ISIS Selling Christian Women as Sex Slaves as Militants Overrun Qaraqosh; Iraqi PM Blamed for Crisis Refuses to Resign

iraq kurds yazidis
A Kurdish protester of the Yazidis ethnic minority holds a placard against Islamic State (IS) militants during a demonstration in Frankfurt August 9, 2014. Some 2,000 ethnic Kurds of the Yazidis sect, who practice an ancient faith related to Zoroastrianism, protested in the western German city on Saturday against IS militants, who are surging across northern Iraq near the Kurdistan borders in their drive to eradicate unbelievers such as Christians and Yazidis. |

At least 500 Christian women were reportedly abducted from Mosul and marked to be sold as sex slaves by ISIS militants who stretched their dominance over Christians in Iraq further last week when they overran Qaraqosh, the nation's largest Christian city where believers had been flocking to after being chased out of Mosul.

"Elements of ISIS kidnapped women from the Yezidis and Christian as Sabaya (war booty slaves), and subjected them to be sold," said a spokesman for the Red Crescent, Mohammad Khuzai, in a statement translated by Eyewitness accounts of the abductions said the most beautiful women were given to ISIS princes.

Qaraqosh is a historic Assyrian town of 50,000 people, about 20 miles southeast of Mosul, according to CNN. And now, like their brothers and sisters in Mosul, Christians there are running for their lives.

"France is highly concerned about the latest progress of ISIS in the North of Iraq and by the taking of Qaraqosh, the largest Christian city of Iraq, and the horrible acts of violence that are committed," French Foreign Minister Laurent Fabius said in a statement reported by CNN. Several nearby Christian towns were also attacked by ISIS militants.

Iraq's already fragile government is also now teetering on sinking into a deeper political crisis as the country's embattled Prime Minister Nouri al-Maliki, who critics say is partly responsible for the unfolding chaos, adamantly opposed calls for his resignation Sunday.

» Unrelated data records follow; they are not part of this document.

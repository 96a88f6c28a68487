//! Promotion queries

use decimal_percentage::Percentage;
use jiff::{SignedDuration, Timestamp};
use rust_decimal::Decimal;
use rusty_money::{Money, iso::Currency};

use crate::{
    catalog::Catalog,
    promotions::{Promotion, PromotionId},
};

/// Number of promotions returned by [`Catalog::best_value_promotions`] by default.
pub const DEFAULT_BEST_VALUE: usize = 3;

/// Window used by [`Catalog::promotions_expiring_soon`] by default, in days.
pub const DEFAULT_EXPIRY_WINDOW_DAYS: i64 = 7;

const SECONDS_PER_DAY: i64 = 86_400;

impl Catalog {
    /// Look up a promotion by id.
    #[must_use]
    pub fn promotion_by_id(&self, id: PromotionId) -> Option<&Promotion> {
        self.promotions.iter().find(|promotion| promotion.id == id)
    }

    /// Promotions that are switched on, regardless of expiry.
    #[must_use]
    pub fn active_promotions(&self) -> Vec<&Promotion> {
        self.promotions_where(|promotion| promotion.active)
    }

    /// Promotions flagged as popular.
    #[must_use]
    pub fn popular_promotions(&self) -> Vec<&Promotion> {
        self.promotions_where(|promotion| promotion.popular)
    }

    /// Promotions that are active and not yet expired at `now`.
    #[must_use]
    pub fn valid_promotions(&self, now: Timestamp) -> Vec<&Promotion> {
        self.promotions_where(|promotion| promotion.is_valid_at(now))
    }

    /// Promotions advertising at least `min` discount.
    #[must_use]
    pub fn promotions_by_min_discount(&self, min: Percentage) -> Vec<&Promotion> {
        let min = min * Decimal::ONE;

        self.promotions_where(|promotion| promotion.discount * Decimal::ONE >= min)
    }

    /// Promotions priced within `min..=max`. Returns nothing when `min > max`.
    #[must_use]
    pub fn promotions_by_price_range(
        &self,
        min: Money<'_, Currency>,
        max: Money<'_, Currency>,
    ) -> Vec<&Promotion> {
        let (min, max) = (*min.amount(), *max.amount());

        self.promotions_where(|promotion| (min..=max).contains(promotion.price.amount()))
    }

    /// Case-insensitive search over promotion names and descriptions.
    #[must_use]
    pub fn search_promotions(&self, term: &str) -> Vec<&Promotion> {
        let term = term.to_lowercase();

        self.promotions_where(|promotion| promotion.matches_term(&term))
    }

    /// The `limit` promotions saving the most, largest saving first.
    ///
    /// Ties keep catalog order.
    #[must_use]
    pub fn best_value_promotions(&self, limit: usize) -> Vec<&Promotion> {
        let mut promotions: Vec<&Promotion> = self.promotions.iter().collect();

        promotions.sort_by_key(|promotion| std::cmp::Reverse(saved_minor(promotion)));
        promotions.truncate(limit);

        promotions
    }

    /// Active promotions ending after `now` but within the next `days` days.
    #[must_use]
    pub fn promotions_expiring_soon(&self, now: Timestamp, days: i64) -> Vec<&Promotion> {
        let horizon = days
            .checked_mul(SECONDS_PER_DAY)
            .and_then(|secs| now.checked_add(SignedDuration::from_secs(secs)).ok())
            .unwrap_or(Timestamp::MAX);

        self.promotions_where(|promotion| {
            promotion.active && promotion.valid_until > now && promotion.valid_until <= horizon
        })
    }

    fn promotions_where(&self, predicate: impl Fn(&Promotion) -> bool) -> Vec<&Promotion> {
        self.promotions
            .iter()
            .filter(|promotion| predicate(promotion))
            .collect()
    }
}

/// Savings in minor units; catalog construction guarantees a single currency.
pub(crate) fn saved_minor(promotion: &Promotion) -> i64 {
    promotion.original_price.to_minor_units() - promotion.price.to_minor_units()
}
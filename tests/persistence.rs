//! Cart persistence across sessions.

use jiff::Timestamp;
use tempfile::tempdir;
use testresult::TestResult;

use encebollado::{
    cart::{
        engine::CartEngine,
        storage::{CART_STORAGE_KEY, FileStorage, decode},
    },
    fixtures::embedded_catalog,
    products::ProductId,
};

#[test]
fn cart_survives_a_restart() -> TestResult {
    let catalog = embedded_catalog()?;
    let dir = tempdir()?;
    let now: Timestamp = "2024-03-09T19:05:07Z".parse()?;

    let first = {
        let mut engine = CartEngine::with_defaults(&catalog, FileStorage::new(dir.path()));

        engine.add_by_id(ProductId::new(4), 2, now)?;
        engine.add_by_id(ProductId::new(31), 1, now)?;
        engine.add_by_id(ProductId::new(35), 3, now)?;

        engine.cart().snapshot()
    };

    let path = dir.path().join(format!("{CART_STORAGE_KEY}.json"));

    assert_eq!(decode(&std::fs::read_to_string(&path)?)?, first);

    let engine = CartEngine::with_defaults(&catalog, FileStorage::new(dir.path()));

    assert_eq!(engine.cart().snapshot(), first);
    assert_eq!(engine.cart().total_item_count(), 6);

    Ok(())
}

#[test]
fn missing_store_starts_an_empty_cart() -> TestResult {
    let catalog = embedded_catalog()?;
    let dir = tempdir()?;

    let engine = CartEngine::with_defaults(&catalog, FileStorage::new(dir.path().join("nested")));

    assert!(engine.cart().is_empty());

    Ok(())
}

#[test]
fn stale_lines_are_dropped_on_restore() -> TestResult {
    let catalog = embedded_catalog()?;
    let dir = tempdir()?;

    std::fs::write(
        dir.path().join(format!("{CART_STORAGE_KEY}.json")),
        r#"[
            {"product_id":4,"quantity":1,"added_at":"2024-03-09T19:05:07Z"},
            {"product_id":999,"quantity":2,"added_at":"2024-03-09T19:05:07Z"},
            {"product_id":4,"quantity":2,"added_at":"2024-03-09T19:06:00Z"}
        ]"#,
    )?;

    let engine = CartEngine::with_defaults(&catalog, FileStorage::new(dir.path()));

    assert_eq!(engine.cart().len(), 1);
    assert_eq!(engine.cart().quantity_of(ProductId::new(4)), 3);

    Ok(())
}
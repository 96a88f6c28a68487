//! Product filters
//!
//! Combines the individual catalog queries into the single filtered list shown on the
//! menu page. Predicates are applied in a fixed order: category, search term, price
//! range, popularity, promotion flag, availability.

use rust_decimal::Decimal;
use rusty_money::{Money, iso::Currency};

use crate::{catalog::Catalog, categories::Category, products::Product};

/// Default upper bound of the price filter, in major units ($100.00).
pub const DEFAULT_MAX_PRICE: Decimal = Decimal::ONE_HUNDRED;

/// Product filter state
#[derive(Debug, Clone, PartialEq)]
pub struct ProductFilter {
    /// Only products in this category
    pub category: Option<Category>,

    /// Case-insensitive term matched against name and description; empty means any
    pub search: String,

    /// Inclusive lower price bound, in major units
    pub min_price: Decimal,

    /// Inclusive upper price bound, in major units
    pub max_price: Decimal,

    /// Only popular products
    pub only_popular: bool,

    /// Only promotional products
    pub only_promotions: bool,

    /// Only products that can be ordered
    pub only_available: bool,
}

impl Default for ProductFilter {
    fn default() -> Self {
        Self {
            category: None,
            search: String::new(),
            min_price: Decimal::ZERO,
            max_price: DEFAULT_MAX_PRICE,
            only_popular: false,
            only_promotions: false,
            only_available: true,
        }
    }
}

impl ProductFilter {
    /// Restrict to a category.
    #[must_use]
    pub fn with_category(mut self, category: Category) -> Self {
        self.category = Some(category);
        self
    }

    /// Restrict to products matching a search term.
    #[must_use]
    pub fn with_search(mut self, term: impl Into<String>) -> Self {
        self.search = term.into();
        self
    }

    /// Restrict to an inclusive price range.
    #[must_use]
    pub fn with_price_range(mut self, min: Money<'_, Currency>, max: Money<'_, Currency>) -> Self {
        self.min_price = *min.amount();
        self.max_price = *max.amount();
        self
    }

    /// Flip the popular-only flag.
    pub fn toggle_popular(&mut self) {
        self.only_popular = !self.only_popular;
    }

    /// Flip the promotions-only flag.
    pub fn toggle_promotions(&mut self) {
        self.only_promotions = !self.only_promotions;
    }

    /// Flip the available-only flag.
    pub fn toggle_available(&mut self) {
        self.only_available = !self.only_available;
    }

    /// Reset every filter to its default.
    pub fn clear(&mut self) {
        *self = Self::default();
    }

    /// Whether a product passes every active predicate.
    #[must_use]
    pub fn matches(&self, product: &Product) -> bool {
        self.matches_lowered(product, &self.search.to_lowercase())
    }

    /// [`ProductFilter::matches`] with the search term already lowercased.
    fn matches_lowered(&self, product: &Product, term: &str) -> bool {
        self.category.is_none_or(|category| product.category == category)
            && product.matches_term(term)
            && product.priced_within(self.min_price, self.max_price)
            && (!self.only_popular || product.popular)
            && (!self.only_promotions || product.promotional)
            && (!self.only_available || product.available)
    }
}

impl Catalog {
    /// Products passing `filter`, in catalog order.
    #[must_use]
    pub fn filter(&self, filter: &ProductFilter) -> Vec<&Product> {
        let term = filter.search.to_lowercase();

        self.products
            .iter()
            .filter(|product| filter.matches_lowered(product, &term))
            .collect()
    }
}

Al-Maliki is seeking a third-term as Iraq's prime minister after his Shiite-dominated bloc won the most seats in April elections. Critics accused the Shiite leader of contributing to the crisis in Iraq, however, by monopolizing power and pursuing a sectarian agenda that alienated the country's Sunni and Kurdish minorities, according to CBS.

Iraq's parliament is expected to meet Monday to discuss who might be able to lead the next Iraqi government which has been postponed until Aug. 19.

Al-Maliki, however, declared in a nationally televised speech Sunday night that he would file a legal complaint against the new president, Fouad Massoum, for not naming a prime minister from the country's largest parliamentary faction by Sunday's deadline as required by the country's constitution.

Prime Minister Nouri Al-Maliki, Iraq
Embattled Iraqi Prime Minister Nouri Al-Maliki. |

"This attitude represents a coup on the constitution and the political process in a country that is governed by a democratic and federal system," said al-Maliki.

"The deliberate violation of the constitution by the president will have grave consequences on the unity, the sovereignty, and the independence of Iraq and the entry of the political process into a dark tunnel," he added.

On Saturday, United Nations Secretary-General Ban Ki Moon called on political leaders in Iraq to form a new government that could effectively confront ISIS militants and unite Iraqis.

"The Secretary-General remains deeply concerned about the evolving humanitarian and security situation in Iraq. The United Nations and the international community are also closely watching political developments in the country," noted a statement from Ban Ki-Moon's spokesman.

"The Secretary-General calls upon all Iraqi political parties to abide by the constitutional timeline that governs the nomination of the Prime Minister. He also calls for reason and wisdom to prevail and urges all leaders in Iraq to form a broad-based government that is acceptable to all components of Iraqi society. Such a government should be able to mobilize the nation to confront the threat from the Islamic State (IS) in a way that will bring security and stability to the whole country."